TASK TO COMPLETE: All the data must be output exactly as given.
(INPUT RECORDS begins)
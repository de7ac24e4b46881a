/// Progress for one multi-unit batch, emitted once per completed unit in
/// completion order.
#[derive(Debug, Clone, Copy, PartialEq, Eq)]
pub struct ProgressEvent {
    pub completed: usize,
    pub total: usize,
}

impl ProgressEvent {
    pub fn fraction(&self) -> f64 {
        if self.total == 0 {
            0.0
        } else {
            self.completed as f64 / self.total as f64
        }
    }

    pub fn message(&self) -> String {
        format!("processed {}/{} files", self.completed, self.total)
    }
}

#[cfg(test)]
mod tests {
    use super::*;

    #[test]
    fn fraction_and_message() {
        let event = ProgressEvent {
            completed: 2,
            total: 4,
        };
        assert!((event.fraction() - 0.5).abs() < f64::EPSILON);
        assert_eq!(event.message(), "processed 2/4 files");
    }
}
use std::sync::Arc;
use std::time::Duration;

use async_trait::async_trait;
use serde_json::json;
use tokio::sync::mpsc;

use jdparse_core::{
    ContentKind, DocumentParser, InputUnit, ParseOutcome, PASTED_TEXT_LABEL,
};
use jdparse_pipeline::{BatchCoordinator, JobProcessor, ProgressEvent};

// ---------------------------------------------------------------------------
// Stub parsers
// ---------------------------------------------------------------------------

/// Returns a fixed structured result after a short delay, so elapsed times
/// are observable.
struct FixedParser;

#[async_trait]
impl DocumentParser for FixedParser {
    async fn parse(&self, _text: &str) -> ParseOutcome {
        tokio::time::sleep(Duration::from_millis(10)).await;
        ParseOutcome::parsed(json!({
            "title": "Backend Engineer",
            "JobType": "Full time",
            "SalaryOffered": {"MinAmount": "12 Lakhs", "MaxAmount": "17 Lakhs", "Currency": "INR"}
        }))
    }
}

/// Always reports the remote service as unavailable.
struct DownParser;

#[async_trait]
impl DocumentParser for DownParser {
    async fn parse(&self, _text: &str) -> ParseOutcome {
        ParseOutcome::failed("connection error - unable to reach API")
    }
}

fn coordinator(parser: impl DocumentParser + 'static, concurrency: usize) -> BatchCoordinator {
    BatchCoordinator::new(JobProcessor::new(Arc::new(parser)), concurrency)
}

const POSTING: &str = "We are hiring a Backend Engineer to own the billing platform. \
    Must have: Rust, PostgreSQL, 5+ years experience. Good to have: Kafka. \
    Location: Pune, India. CTC 12-17 LPA. No. of Positions: 2. Full time.";

fn posting_unit(label: &str) -> InputUnit {
    InputUnit::new(label, POSTING.as_bytes().to_vec(), ContentKind::Text)
}

// ---------------------------------------------------------------------------
// End-to-end scenario: one good text unit, one empty PDF
// ---------------------------------------------------------------------------

#[tokio::test]
async fn mixed_batch_produces_one_result_per_unit() {
    let units = vec![
        InputUnit::new(
            PASTED_TEXT_LABEL,
            POSTING.as_bytes().to_vec(),
            ContentKind::Text,
        ),
        InputUnit::new("empty.pdf", Vec::new(), ContentKind::from_mime("application/pdf")),
    ];

    let report = coordinator(FixedParser, 3).run_batch(units, None).await;
    assert_eq!(report.results.len(), 2);

    let parsed = &report.results[PASTED_TEXT_LABEL];
    assert!(parsed.outcome.is_parsed());
    assert!(parsed.elapsed > Duration::ZERO);

    let failed = &report.results["empty.pdf"];
    assert_eq!(
        failed.outcome,
        ParseOutcome::failed("no text content found in file")
    );
    assert_eq!(failed.elapsed, Duration::ZERO);

    assert_eq!(report.parsed_count(), 1);
    assert_eq!(report.failed_count(), 1);
}

// ---------------------------------------------------------------------------
// Result-count invariant under total remote failure
// ---------------------------------------------------------------------------

#[tokio::test]
async fn remote_outage_still_yields_every_result() {
    let units: Vec<InputUnit> = (0..6).map(|i| posting_unit(&format!("jd_{i}.txt"))).collect();
    let report = coordinator(DownParser, 3).run_batch(units, None).await;

    assert_eq!(report.results.len(), 6);
    assert_eq!(report.parsed_count(), 0);
    for result in report.results.values() {
        assert_eq!(
            result.outcome,
            ParseOutcome::failed("connection error - unable to reach API")
        );
    }
}

// ---------------------------------------------------------------------------
// Progress stream
// ---------------------------------------------------------------------------

#[tokio::test]
async fn progress_stream_covers_the_whole_batch() {
    let (tx, mut rx) = mpsc::unbounded_channel();
    let units: Vec<InputUnit> = (0..5).map(|i| posting_unit(&format!("jd_{i}.txt"))).collect();

    let report = coordinator(FixedParser, 2).run_batch(units, Some(tx)).await;
    assert_eq!(report.results.len(), 5);

    let mut events: Vec<ProgressEvent> = Vec::new();
    while let Some(event) = rx.recv().await {
        events.push(event);
    }

    assert_eq!(events.len(), 5);
    for (i, event) in events.iter().enumerate() {
        assert_eq!(event.completed, i + 1);
        assert_eq!(event.total, 5);
    }
    assert_eq!(events[4].message(), "processed 5/5 files");
    assert!((events[4].fraction() - 1.0).abs() < f64::EPSILON);
}

// ---------------------------------------------------------------------------
// Batch wall-clock timing
// ---------------------------------------------------------------------------

#[tokio::test]
async fn report_includes_total_wall_clock_time() {
    let units = vec![posting_unit("a.txt"), posting_unit("b.txt")];
    let report = coordinator(FixedParser, 3).run_batch(units, None).await;

    assert!(report.elapsed >= Duration::from_millis(10));
    for result in report.results.values() {
        assert!(result.elapsed <= report.elapsed);
    }
}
(INPUT RECORDS ends)
REPLY TO THE EXERCISE:
repository de7ac24e4b46881a
/// Progress for one multi-unit batch, emitted once per completed unit in
/// completion order.
#[derive(Debug, Clone, Copy, PartialEq, Eq)]
pub struct ProgressEvent {
    pub completed: usize,
    pub total: usize,
}

impl ProgressEvent {
    pub fn fraction(&self) -> f64 {
        if self.total == 0 {
            0.0
        } else {
            self.completed as f64 / self.total as f64
        }
    }

    pub fn message(&self) -> String {
        format!("processed {}/{} files", self.completed, self.total)
    }
}

#[cfg(test)]
mod tests {
    use super::*;

    #[test]
    fn fraction_and_message() {
        let event = ProgressEvent {
            completed: 2,
            total: 4,
        };
        assert!((event.fraction() - 0.5).abs() < f64::EPSILON);
        assert_eq!(event.message(), "processed 2/4 files");
    }
}
use std::sync::Arc;
use std::time::Duration;

use async_trait::async_trait;
use serde_json::json;
use tokio::sync::mpsc;

use jdparse_core::{
    ContentKind, DocumentParser, InputUnit, ParseOutcome, PASTED_TEXT_LABEL,
};
use jdparse_pipeline::{BatchCoordinator, JobProcessor, ProgressEvent};

// ---------------------------------------------------------------------------
// Stub parsers
// ---------------------------------------------------------------------------

/// Returns a fixed structured result after a short delay, so elapsed times
/// are observable.
struct FixedParser;

#[async_trait]
impl DocumentParser for FixedParser {
    async fn parse(&self, _text: &str) -> ParseOutcome {
        tokio::time::sleep(Duration::from_millis(10)).await;
        ParseOutcome::parsed(json!({
            "title": "Backend Engineer",
            "JobType": "Full time",
            "SalaryOffered": {"MinAmount": "12 Lakhs", "MaxAmount": "17 Lakhs", "Currency": "INR"}
        }))
    }
}

/// Always reports the remote service as unavailable.
struct DownParser;

#[async_trait]
impl DocumentParser for DownParser {
    async fn parse(&self, _text: &str) -> ParseOutcome {
        ParseOutcome::failed("connection error - unable to reach API")
    }
}

fn coordinator(parser: impl DocumentParser + 'static, concurrency: usize) -> BatchCoordinator {
    BatchCoordinator::new(JobProcessor::new(Arc::new(parser)), concurrency)
}

const POSTING: &str = "We are hiring a Backend Engineer to own the billing platform. \
    Must have: Rust, PostgreSQL, 5+ years experience. Good to have: Kafka. \
    Location: Pune, India. CTC 12-17 LPA. No. of Positions: 2. Full time.";

fn posting_unit(label: &str) -> InputUnit {
    InputUnit::new(label, POSTING.as_bytes().to_vec(), ContentKind::Text)
}

// ---------------------------------------------------------------------------
// End-to-end scenario: one good text unit, one empty PDF
// ---------------------------------------------------------------------------

#[tokio::test]
async fn mixed_batch_produces_one_result_per_unit() {
    let units = vec![
        InputUnit::new(
            PASTED_TEXT_LABEL,
            POSTING.as_bytes().to_vec(),
            ContentKind::Text,
        ),
        InputUnit::new("empty.pdf", Vec::new(), ContentKind::from_mime("application/pdf")),
    ];

    let report = coordinator(FixedParser, 3).run_batch(units, None).await;
    assert_eq!(report.results.len(), 2);

    let parsed = &report.results[PASTED_TEXT_LABEL];
    assert!(parsed.outcome.is_parsed());
    assert!(parsed.elapsed > Duration::ZERO);

    let failed = &report.results["empty.pdf"];
    assert_eq!(
        failed.outcome,
        ParseOutcome::failed("no text content found in file")
    );
    assert_eq!(failed.elapsed, Duration::ZERO);

    assert_eq!(report.parsed_count(), 1);
    assert_eq!(report.failed_count(), 1);
}

// ---------------------------------------------------------------------------
// Result-count invariant under total remote failure
// ---------------------------------------------------------------------------

#[tokio::test]
async fn remote_outage_still_yields_every_result() {
    let units: Vec<InputUnit> = (0..6).map(|i| posting_unit(&format!("jd_{i}.txt"))).collect();
    let report = coordinator(DownParser, 3).run_batch(units, None).await;

    assert_eq!(report.results.len(), 6);
    assert_eq!(report.parsed_count(), 0);
    for result in report.results.values() {
        assert_eq!(
            result.outcome,
            ParseOutcome::failed("connection error - unable to reach API")
        );
    }
}

// ---------------------------------------------------------------------------
// Progress stream
// ---------------------------------------------------------------------------

#[tokio::test]
async fn progress_stream_covers_the_whole_batch() {
    let (tx, mut rx) = mpsc::unbounded_channel();
    let units: Vec<InputUnit> = (0..5).map(|i| posting_unit(&format!("jd_{i}.txt"))).collect();

    let report = coordinator(FixedParser, 2).run_batch(units, Some(tx)).await;
    assert_eq!(report.results.len(), 5);

    let mut events: Vec<ProgressEvent> = Vec::new();
    while let Some(event) = rx.recv().await {
        events.push(event);
    }

    assert_eq!(events.len(), 5);
    for (i, event) in events.iter().enumerate() {
        assert_eq!(event.completed, i + 1);
        assert_eq!(event.total, 5);
    }
    assert_eq!(events[4].message(), "processed 5/5 files");
    assert!((events[4].fraction() - 1.0).abs() < f64::EPSILON);
}

// ---------------------------------------------------------------------------
// Batch wall-clock timing
// ---------------------------------------------------------------------------

#[tokio::test]
async fn report_includes_total_wall_clock_time() {
    let units = vec![posting_unit("a.txt"), posting_unit("b.txt")];
    let report = coordinator(FixedParser, 3).run_batch(units, None).await;

    assert!(report.elapsed >= Duration::from_millis(10));
    for result in report.results.values() {
        assert!(result.elapsed <= report.elapsed);
    }
}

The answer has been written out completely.